6. Stock Options expire ten years from the date of the grant.
7. Mr. Ragan was issued 16,800 Performance Units by NRG under the LTIP on January 3, 2011. Each Performance Unit will be paid out on January 3, 2014 if the average of the closing price of NRG's Common Stock on January 3, 2014 and the nineteen preceeding tracking days (the "Measurement Price") is equal to or greater than $24.57 (the "Threshold Price"). The payout for each PU will be equal to a pro-rated amount in between one-half and one share of common stock if the Measurement Price equals or exceeds the Threshold Price but less than $26.66 (the "Target Price"). The payout for each PU will be equal to a pro-rated amount in between one and two shares of common stock if the Measurement Price is equal to the Target Price but less than $31.17 (the "Maximum Price"). The payout for each PU will be equal to two shares of common stock if the Measurement Price is equal to or greater than the Maximum Price.

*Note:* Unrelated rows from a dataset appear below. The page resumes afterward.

//! Latest-wins stream throttling

use futures::Stream;
use pin_project_lite::pin_project;
use std::pin::Pin;
use std::task::{Context, Poll};
use std::time::Duration;
use tokio::time::{Interval, MissedTickBehavior, interval};

/// Extension trait to add throttling to any Stream
pub trait ThrottleExt: Stream {
    /// Emit at most once per `duration`.
    ///
    /// Items arriving between emissions overwrite each other; only the most
    /// recent one is emitted. The first item is emitted as soon as it arrives,
    /// and nothing is emitted while the inner stream has produced nothing new.
    fn throttle(self, duration: Duration) -> Throttle<Self>
    where
        Self: Sized,
    {
        Throttle::new(self, duration)
    }
}

impl<T: Stream> ThrottleExt for T {}

pin_project! {
    /// A stream combinator that throttles emission rate
    pub struct Throttle<S: Stream> {
        #[pin]
        stream: S,
        interval: Interval,
        pending: Option<S::Item>,
        exhausted: bool,
    }
}

impl<S: Stream> Throttle<S> {
    /// Create a new throttled stream
    ///
    /// A zero `duration` is raised to 1ns.
    pub fn new(stream: S, duration: Duration) -> Self {
        let mut interval = interval(duration.max(Duration::from_nanos(1)));
        interval.set_missed_tick_behavior(MissedTickBehavior::Delay);

        Self { stream, interval, pending: None, exhausted: false }
    }
}

impl<S: Stream> Stream for Throttle<S> {
    type Item = S::Item;

    fn poll_next(self: Pin<&mut Self>, cx: &mut Context<'_>) -> Poll<Option<Self::Item>> {
        let mut this = self.project();

        // Drain everything ready, keeping only the latest
        while !*this.exhausted {
            match this.stream.as_mut().poll_next(cx) {
                Poll::Ready(Some(item)) => *this.pending = Some(item),
                Poll::Ready(None) => *this.exhausted = true,
                Poll::Pending => break,
            }
        }

        if this.pending.is_none() {
            return if *this.exhausted { Poll::Ready(None) } else { Poll::Pending };
        }

        // Only spend a tick when there is something to emit
        match this.interval.poll_tick(cx) {
            Poll::Ready(_) => Poll::Ready(this.pending.take()),
            Poll::Pending => Poll::Pending,
        }
    }
}
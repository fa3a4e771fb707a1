//! Shared latest-frame store.
//!
//! One slot per configured camera, created once at startup. Each slot holds
//! the camera's most recent [`FrameRecord`] and its [`LinkState`], both in
//! `tokio::sync::watch` channels: the ingest connector is the single writer,
//! broadcast ticks and status snapshots are readers. A slot's channel is its
//! own guard, so there is no store-wide lock and cameras never contend.

use chrono::{DateTime, Utc};
use futures::StreamExt;
use futures::stream::BoxStream;
use serde::{Deserialize, Serialize};
use std::collections::{BTreeMap, HashMap};
use std::sync::Arc;
use tokio::sync::watch;
use tokio_stream::wrappers::WatchStream;
use tracing::trace;

use crate::stream::ThrottleExt;
use crate::types::{CameraId, FrameRecord, LinkState, UpdateRate};
use crate::{RelayError, Result};

struct CameraSlot {
    frame: watch::Sender<Option<Arc<FrameRecord>>>,
    link: watch::Sender<LinkState>,
}

impl CameraSlot {
    fn new() -> Self {
        Self { frame: watch::Sender::new(None), link: watch::Sender::new(LinkState::Disconnected) }
    }
}

/// Per-camera connection and frame counters, as sent to status subscribers.
#[derive(Debug, Clone, PartialEq, Serialize, Deserialize)]
pub struct CameraStatus {
    pub connected: bool,
    pub frames_received: u64,
    pub last_frame: Option<DateTime<Utc>>,
    /// Connector state; distinguishes a retrying camera from a failed one
    #[serde(default)]
    pub state: LinkState,
}

/// Aggregate view over every camera slot.
#[derive(Debug, Clone, PartialEq, Serialize, Deserialize)]
pub struct StatusSnapshot {
    pub timestamp: DateTime<Utc>,
    pub cameras: BTreeMap<String, CameraStatus>,
}

/// Latest-wins frame store shared by all pipeline tasks.
pub struct FrameStore {
    slots: HashMap<CameraId, CameraSlot>,
}

impl FrameStore {
    /// Create a store with one empty slot per camera.
    pub fn new<I>(cameras: I) -> Self
    where
        I: IntoIterator,
        I::Item: Into<CameraId>,
    {
        let slots = cameras.into_iter().map(|id| (id.into(), CameraSlot::new())).collect();
        Self { slots }
    }

    fn slot(&self, camera: &str) -> Result<&CameraSlot> {
        self.slots.get(camera).ok_or_else(|| RelayError::unknown_camera(camera))
    }

    /// Configured camera ids, in no particular order.
    pub fn cameras(&self) -> impl Iterator<Item = &CameraId> {
        self.slots.keys()
    }

    /// Replace the camera's current frame and bump its counter.
    ///
    /// Never waits on readers. Returns the new frame's sequence number.
    pub fn set_frame(
        &self,
        camera: &str,
        payload: impl Into<Arc<[u8]>>,
        timestamp: DateTime<Utc>,
    ) -> Result<u64> {
        let slot = self.slot(camera)?;
        let payload = payload.into();
        let mut sequence = 0;

        slot.frame.send_modify(|current| {
            sequence = current.as_ref().map_or(0, |record| record.sequence) + 1;
            *current = Some(Arc::new(FrameRecord::new(payload, timestamp, sequence)));
        });

        trace!(camera, sequence, "Stored frame");
        Ok(sequence)
    }

    /// Most recent frame, or `None` before the first one is stored.
    pub fn get_frame(&self, camera: &str) -> Result<Option<Arc<FrameRecord>>> {
        Ok(self.slot(camera)?.frame.borrow().clone())
    }

    /// Number of frames accepted since start.
    pub fn frame_count(&self, camera: &str) -> Result<u64> {
        Ok(self.slot(camera)?.frame.borrow().as_ref().map_or(0, |record| record.sequence))
    }

    /// Update the camera's connector state. No-op if unchanged.
    pub fn set_link_state(&self, camera: &str, state: LinkState) -> Result<()> {
        self.slot(camera)?.link.send_if_modified(|current| {
            if *current == state {
                return false;
            }
            trace!(camera, from = %current, to = %state, "Link state changed");
            *current = state;
            true
        });
        Ok(())
    }

    /// Mark the camera connected (streaming) or disconnected.
    ///
    /// A camera in the terminal `Failed` state stays failed.
    pub fn set_connected(&self, camera: &str, connected: bool) -> Result<()> {
        if self.link_state(camera)?.is_terminal() {
            return Ok(());
        }
        let state = if connected { LinkState::Streaming } else { LinkState::Disconnected };
        self.set_link_state(camera, state)
    }

    pub fn link_state(&self, camera: &str) -> Result<LinkState> {
        Ok(*self.slot(camera)?.link.borrow())
    }

    pub fn is_connected(&self, camera: &str) -> Result<bool> {
        Ok(self.link_state(camera)?.is_connected())
    }

    /// Receiver notified on every link state change.
    pub fn watch_link(&self, camera: &str) -> Result<watch::Receiver<LinkState>> {
        Ok(self.slot(camera)?.link.subscribe())
    }

    /// Receiver notified on every stored frame.
    pub fn watch_frames(&self, camera: &str) -> Result<watch::Receiver<Option<Arc<FrameRecord>>>> {
        Ok(self.slot(camera)?.frame.subscribe())
    }

    /// Stream of the camera's frames, starting with the current one if any.
    ///
    /// Latest-wins: a slow consumer skips frames rather than queueing them.
    /// The stream ends when the store is dropped.
    pub fn frames(
        &self,
        camera: &str,
        rate: UpdateRate,
    ) -> Result<BoxStream<'static, Arc<FrameRecord>>> {
        let frames = WatchStream::new(self.watch_frames(camera)?).filter_map(|opt| async move { opt });

        Ok(match rate.throttle_interval() {
            None => frames.boxed(),
            Some(interval) => frames.throttle(interval).boxed(),
        })
    }

    /// Snapshot of every camera's connection state and counters.
    pub fn status_snapshot(&self) -> StatusSnapshot {
        let cameras = self
            .slots
            .iter()
            .map(|(id, slot)| {
                let state = *slot.link.borrow();
                let frame = slot.frame.borrow();
                let status = CameraStatus {
                    connected: state.is_connected(),
                    frames_received: frame.as_ref().map_or(0, |record| record.sequence),
                    last_frame: frame.as_ref().map(|record| record.timestamp),
                    state,
                };
                (id.to_string(), status)
            })
            .collect();

        StatusSnapshot { timestamp: Utc::now(), cameras }
    }
}

impl std::fmt::Debug for FrameStore {
    fn fmt(&self, f: &mut std::fmt::Formatter<'_>) -> std::fmt::Result {
        f.debug_struct("FrameStore").field("cameras", &self.slots.len()).finish()
    }
}
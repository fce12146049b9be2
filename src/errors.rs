use axum::{
    http::StatusCode,
    response::{IntoResponse, Response},
    Json,
};
use thiserror::Error; // Use thiserror for cleaner error definitions

use crate::models::ValidationError;

// --- Domain/Infrastructure Errors ---

#[derive(Error, Debug)]
pub enum RepoError {
    #[error("Database backend error: {0:#}")]
    BackendError(#[from] anyhow::Error), // Wrap Anyhow errors from DB layer

    #[error("Stored meme data is corrupt: {0}")]
    DataCorruption(String),
}

// --- Web Layer Error ---

#[derive(Error, Debug)]
pub enum AppError {
    // Input validation / request parsing errors
    #[error("Invalid input: {0}")]
    InvalidInput(String),
    #[error("Invalid meme ID: {0}")]
    InvalidId(String),
    #[error("Invalid meme: {0}")]
    Validation(#[from] ValidationError),

    // Domain/Service level errors (mapped from RepoError)
    #[error("Meme not found with ID: {0}")]
    MemeNotFound(i64),
    #[error("Could not access meme data")]
    RepositoryError(#[source] RepoError),

    // Configuration / Startup errors
    #[error("Configuration error: {0}")]
    ConfigError(String),
    #[error("Initialization error: {0}")]
    InitError(String),
    #[error("I/O error: {0}")]
    IoError(#[from] std::io::Error),
}

// --- Conversions from Domain Errors to AppError ---

impl From<RepoError> for AppError {
    fn from(err: RepoError) -> Self {
        AppError::RepositoryError(err)
    }
}

impl From<crate::config::ConfigError> for AppError {
    fn from(err: crate::config::ConfigError) -> Self {
        AppError::ConfigError(err.to_string())
    }
}

// --- Axum Response Implementation ---

impl IntoResponse for AppError {
    fn into_response(self) -> Response {
        let (status, error_message) = match &self {
            // 4xx Client Errors
            AppError::InvalidInput(msg) => (StatusCode::UNPROCESSABLE_ENTITY, msg.clone()),
            AppError::InvalidId(msg) => (StatusCode::UNPROCESSABLE_ENTITY, format!("Invalid meme ID: {}", msg)),
            AppError::Validation(e) => (StatusCode::UNPROCESSABLE_ENTITY, format!("Invalid meme: {}", e)),
            AppError::MemeNotFound(id) => (StatusCode::NOT_FOUND, format!("Meme not found with ID: {}", id)),

            // 5xx Server Errors
            AppError::RepositoryError(e) => {
                tracing::error!(error.source = ?e, "Repository error occurred");
                (StatusCode::INTERNAL_SERVER_ERROR, "Database operation failed".to_string())
            }
            AppError::ConfigError(msg) => {
                tracing::error!("Configuration error: {}", msg);
                (StatusCode::INTERNAL_SERVER_ERROR, "Server configuration error".to_string())
            }
            AppError::InitError(msg) => {
                tracing::error!("Initialization error: {}", msg);
                (StatusCode::INTERNAL_SERVER_ERROR, "Server initialization error".to_string())
            }
            AppError::IoError(e) => {
                tracing::error!(error.source = ?e, "I/O error occurred");
                (StatusCode::INTERNAL_SERVER_ERROR, "An internal server error occurred".to_string())
            }
        };

        if status.is_client_error() {
            tracing::warn!(error.message = %error_message, error.status = %status, "Rejecting request");
        } else {
            tracing::error!(error.message = %error_message, error.detail = %self, "Responding with error");
        }

        // Build JSON response
        let body = Json(serde_json::json!({ "error": error_message }));
        (status, body).into_response()
    }
}
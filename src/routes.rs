use crate::{
    handlers, // Import handlers module
    AppState,
};
use axum::{
    extract::DefaultBodyLimit,
    routing::get,
    Router,
};
use std::{path::Path, sync::Arc};
use tower_http::{
    cors::{Any, CorsLayer},
    services::{ServeDir, ServeFile},
    trace::TraceLayer,
};

/// Meme payloads are small JSON documents.
const MAX_BODY_BYTES: usize = 64 * 1024;

/// Creates the Axum router and associates routes with handlers.
///
/// `static_dir` must contain `index.html`, served at `/`; the whole directory is
/// served under `/static`.
pub fn create_router(state: Arc<AppState>, static_dir: &Path) -> Router {
    Router::new()
        .route("/api/memes", get(handlers::list_memes).post(handlers::create_meme))
        .route(
            "/api/memes/{id}",
            get(handlers::get_meme)
                .put(handlers::update_meme)
                .delete(handlers::delete_meme),
        )
        .route("/health", get(handlers::health))
        // Static landing page and client script
        .route_service("/", ServeFile::new(static_dir.join("index.html")))
        .nest_service("/static", ServeDir::new(static_dir))
        // Middleware Layers
        .layer(
            CorsLayer::new()
                .allow_origin(Any)
                .allow_methods(Any)
                .allow_headers(Any),
        )
        .layer(TraceLayer::new_for_http())
        .layer(DefaultBodyLimit::max(MAX_BODY_BYTES))
        .with_state(state) // Pass the application state
}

/s/ Brian Curci, under Power of Attorney 01/04/2011
** Signature of Reporting Person Date
Reminder: Report on a separate line for each class of securities beneficially owned directly or indirectly.
* If the form is filed by more than one reporting person, see Instruction 4 (b)(v).

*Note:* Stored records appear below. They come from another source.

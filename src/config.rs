use std::{env, net::SocketAddr, path::PathBuf, str::FromStr};
use thiserror::Error;

#[derive(Error, Debug)]
pub enum ConfigError {
    #[error("Invalid environment variable format for {0}: {1}")]
    InvalidVar(String, String),
}

/// Which `MemeRepository` backend the server runs on.
#[derive(Clone, Copy, Debug, PartialEq, Eq)]
pub enum StoreKind {
    Memory,
    Sqlite,
}

impl FromStr for StoreKind {
    type Err = String;

    fn from_str(s: &str) -> Result<Self, Self::Err> {
        match s.trim().to_ascii_lowercase().as_str() {
            "memory" => Ok(StoreKind::Memory),
            "sqlite" => Ok(StoreKind::Sqlite),
            other => Err(format!("expected 'memory' or 'sqlite', got '{}'", other)),
        }
    }
}

#[derive(Clone, Debug)] // Clone needed if passed around, Debug for logging
pub struct Config {
    pub bind_address: SocketAddr,
    pub store: StoreKind,
    // sqlx connection URL, only used by the sqlite store
    pub database_url: String,
    pub static_dir: PathBuf,
    pub seed_sample_memes: bool,
}

impl Config {
    /// Loads configuration from environment variables.
    pub fn load() -> Result<Self, ConfigError> {
        // Load .env file if present (ignores errors, relies on env vars otherwise)
        dotenvy::dotenv().ok();

        Self::from_lookup(|key| env::var(key).ok())
    }

    /// Builds the configuration from any key lookup, falling back to defaults.
    pub fn from_lookup<F>(lookup: F) -> Result<Self, ConfigError>
    where
        F: Fn(&str) -> Option<String>,
    {
        let bind_address_str = lookup("BIND_ADDRESS").unwrap_or_else(|| "0.0.0.0:3000".to_string());
        let bind_address = SocketAddr::from_str(&bind_address_str)
            .map_err(|e| ConfigError::InvalidVar("BIND_ADDRESS".into(), e.to_string()))?;

        let store = lookup("MEME_STORE")
            .map(|value| StoreKind::from_str(&value))
            .transpose()
            .map_err(|e| ConfigError::InvalidVar("MEME_STORE".into(), e))?
            .unwrap_or(StoreKind::Sqlite);

        let database_url = lookup("DATABASE_URL").unwrap_or_else(|| "sqlite:memes.db".to_string());

        let static_dir = lookup("STATIC_DIR")
            .map(PathBuf::from)
            .unwrap_or_else(|| PathBuf::from("static"));

        let seed_sample_memes = lookup("SEED_SAMPLE_MEMES")
            .map(|value| parse_flag(&value))
            .transpose()
            .map_err(|e| ConfigError::InvalidVar("SEED_SAMPLE_MEMES".into(), e))?
            .unwrap_or(false);

        Ok(Config {
            bind_address,
            store,
            database_url,
            static_dir,
            seed_sample_memes,
        })
    }
}

fn parse_flag(value: &str) -> Result<bool, String> {
    match value.trim().to_ascii_lowercase().as_str() {
        "1" | "true" | "yes" | "on" => Ok(true),
        "0" | "false" | "no" | "off" => Ok(false),
        other => Err(format!("expected a boolean, got '{}'", other)),
    }
}

#[cfg(test)]
mod tests {
    use super::*;
    use std::collections::HashMap;

    fn config_from(pairs: &[(&str, &str)]) -> Result<Config, ConfigError> {
        let vars: HashMap<String, String> = pairs
            .iter()
            .map(|(k, v)| (k.to_string(), v.to_string()))
            .collect();
        Config::from_lookup(|key| vars.get(key).cloned())
    }

    #[test]
    fn defaults_apply_when_unset() {
        let config = config_from(&[]).unwrap();
        assert_eq!(config.bind_address, "0.0.0.0:3000".parse::<SocketAddr>().unwrap());
        assert_eq!(config.store, StoreKind::Sqlite);
        assert_eq!(config.database_url, "sqlite:memes.db");
        assert_eq!(config.static_dir, PathBuf::from("static"));
        assert!(!config.seed_sample_memes);
    }

    #[test]
    fn overrides_are_parsed() {
        let config = config_from(&[
            ("BIND_ADDRESS", "127.0.0.1:8080"),
            ("MEME_STORE", "Memory"),
            ("DATABASE_URL", "sqlite::memory:"),
            ("STATIC_DIR", "/srv/memes"),
            ("SEED_SAMPLE_MEMES", "yes"),
        ])
        .unwrap();
        assert_eq!(config.bind_address.port(), 8080);
        assert_eq!(config.store, StoreKind::Memory);
        assert_eq!(config.database_url, "sqlite::memory:");
        assert_eq!(config.static_dir, PathBuf::from("/srv/memes"));
        assert!(config.seed_sample_memes);
    }

    #[test]
    fn invalid_values_name_the_variable() {
        let err = config_from(&[("MEME_STORE", "dynamodb")]).unwrap_err();
        assert!(err.to_string().contains("MEME_STORE"));

        let err = config_from(&[("BIND_ADDRESS", "not-an-address")]).unwrap_err();
        assert!(err.to_string().contains("BIND_ADDRESS"));

        let err = config_from(&[("SEED_SAMPLE_MEMES", "maybe")]).unwrap_err();
        assert!(err.to_string().contains("SEED_SAMPLE_MEMES"));
    }
}
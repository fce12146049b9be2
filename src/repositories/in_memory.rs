use crate::{
    domain::MemeRepository,
    errors::RepoError,
    models::{Meme, MemeFilter, NewMeme},
};
use async_trait::async_trait;
use tokio::sync::RwLock;
use tracing::{self, info};

/// Process-local store. Nothing survives a restart.
#[derive(Debug, Default)]
pub struct InMemoryMemeRepository {
    inner: RwLock<MemeList>,
}

#[derive(Debug, Default)]
struct MemeList {
    memes: Vec<Meme>,
    // Highest ID ever handed out; IDs are never reused after a delete.
    last_id: i64,
}

impl InMemoryMemeRepository {
    pub fn new() -> Self {
        info!("Initializing InMemoryMemeRepository");
        Self::default()
    }
}

#[async_trait]
impl MemeRepository for InMemoryMemeRepository {
    async fn list_all(&self, filter: &MemeFilter) -> Result<Vec<Meme>, RepoError> {
        let list = self.inner.read().await;
        let memes: Vec<Meme> = list
            .memes
            .iter()
            .filter(|meme| filter.matches(meme))
            .cloned()
            .collect();
        tracing::debug!("Memory: Listed {} of {} memes", memes.len(), list.memes.len());
        Ok(memes)
    }

    async fn get_by_id(&self, id: i64) -> Result<Option<Meme>, RepoError> {
        let list = self.inner.read().await;
        Ok(list.memes.iter().find(|meme| meme.id == id).cloned())
    }

    async fn create(&self, meme: &NewMeme) -> Result<Meme, RepoError> {
        let mut list = self.inner.write().await;
        list.last_id += 1;
        let stored = meme.clone().into_meme(list.last_id);
        list.memes.push(stored.clone());
        tracing::debug!(meme_id = stored.id, "Memory: Stored meme");
        Ok(stored)
    }

    async fn update(&self, id: i64, meme: &NewMeme) -> Result<Option<Meme>, RepoError> {
        let mut list = self.inner.write().await;
        match list.memes.iter_mut().find(|existing| existing.id == id) {
            Some(existing) => {
                *existing = meme.clone().into_meme(id);
                tracing::debug!(meme_id = id, "Memory: Replaced meme");
                Ok(Some(existing.clone()))
            }
            None => Ok(None),
        }
    }

    async fn delete(&self, id: i64) -> Result<bool, RepoError> {
        let mut list = self.inner.write().await;
        let before = list.memes.len();
        list.memes.retain(|meme| meme.id != id);
        let removed = list.memes.len() != before;
        tracing::debug!(meme_id = id, removed, "Memory: Delete processed");
        Ok(removed)
    }
}

#[cfg(test)]
mod tests {
    use super::*;
    use crate::models::{MemeImage, MemeSource};
    use url::Url;

    fn new_meme(description: &str, source: Option<MemeSource>) -> NewMeme {
        NewMeme {
            description: description.to_string(),
            image: MemeImage {
                url: Url::parse("https://example.com/meme.jpg").unwrap(),
                width: Some(640),
                height: None,
            },
            rating: Some(4),
            source,
        }
    }

    #[tokio::test]
    async fn create_assigns_sequential_ids() {
        let repo = InMemoryMemeRepository::new();
        let first = repo.create(&new_meme("first", None)).await.unwrap();
        let second = repo.create(&new_meme("second", None)).await.unwrap();

        assert_eq!(first.id, 1);
        assert_eq!(second.id, 2);
        assert_eq!(repo.list_all(&MemeFilter::default()).await.unwrap().len(), 2);
    }

    #[tokio::test]
    async fn get_missing_returns_none() {
        let repo = InMemoryMemeRepository::new();
        assert_eq!(repo.get_by_id(1).await.unwrap(), None);
    }

    #[tokio::test]
    async fn update_replaces_fields_and_keeps_id() {
        let repo = InMemoryMemeRepository::new();
        let created = repo.create(&new_meme("before", None)).await.unwrap();

        let updated = repo
            .update(created.id, &new_meme("after", Some(MemeSource::Devs)))
            .await
            .unwrap()
            .unwrap();

        assert_eq!(updated.id, created.id);
        assert_eq!(updated.description, "after");
        assert_eq!(repo.get_by_id(created.id).await.unwrap(), Some(updated));
    }

    #[tokio::test]
    async fn update_missing_leaves_store_unchanged() {
        let repo = InMemoryMemeRepository::new();
        let created = repo.create(&new_meme("only", None)).await.unwrap();

        assert_eq!(repo.update(99, &new_meme("ghost", None)).await.unwrap(), None);
        assert_eq!(
            repo.list_all(&MemeFilter::default()).await.unwrap(),
            vec![created]
        );
    }

    #[tokio::test]
    async fn delete_reports_removal_and_ids_are_not_reused() {
        let repo = InMemoryMemeRepository::new();
        let created = repo.create(&new_meme("doomed", None)).await.unwrap();

        assert!(repo.delete(created.id).await.unwrap());
        assert!(!repo.delete(created.id).await.unwrap());

        let next = repo.create(&new_meme("fresh", None)).await.unwrap();
        assert_eq!(next.id, created.id + 1);
    }

    #[tokio::test]
    async fn list_applies_filter() {
        let repo = InMemoryMemeRepository::new();
        repo.create(&new_meme("Distracted boyfriend", Some(MemeSource::Reddit)))
            .await
            .unwrap();
        repo.create(&new_meme("It works on my machine", Some(MemeSource::Devs)))
            .await
            .unwrap();

        let devs = repo
            .list_all(&MemeFilter {
                q: None,
                source: Some(MemeSource::Devs),
            })
            .await
            .unwrap();
        assert_eq!(devs.len(), 1);
        assert_eq!(devs[0].description, "It works on my machine");

        let searched = repo
            .list_all(&MemeFilter {
                q: Some("BOYFRIEND".to_string()),
                source: None,
            })
            .await
            .unwrap();
        assert_eq!(searched.len(), 1);
    }
}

** Intentional misstatements or omissions of facts constitute Federal Criminal Violations See 18 U.S.C. 1001 and 15 U.S.C. 78ff(a).
Note: File three copies of this Form, one of which must be manually signed. If space is insufficient, see Instruction 6 for procedure.
Persons who respond to the collection of information contained in this form are not required to respond unless the form displays a currently valid OMB Number.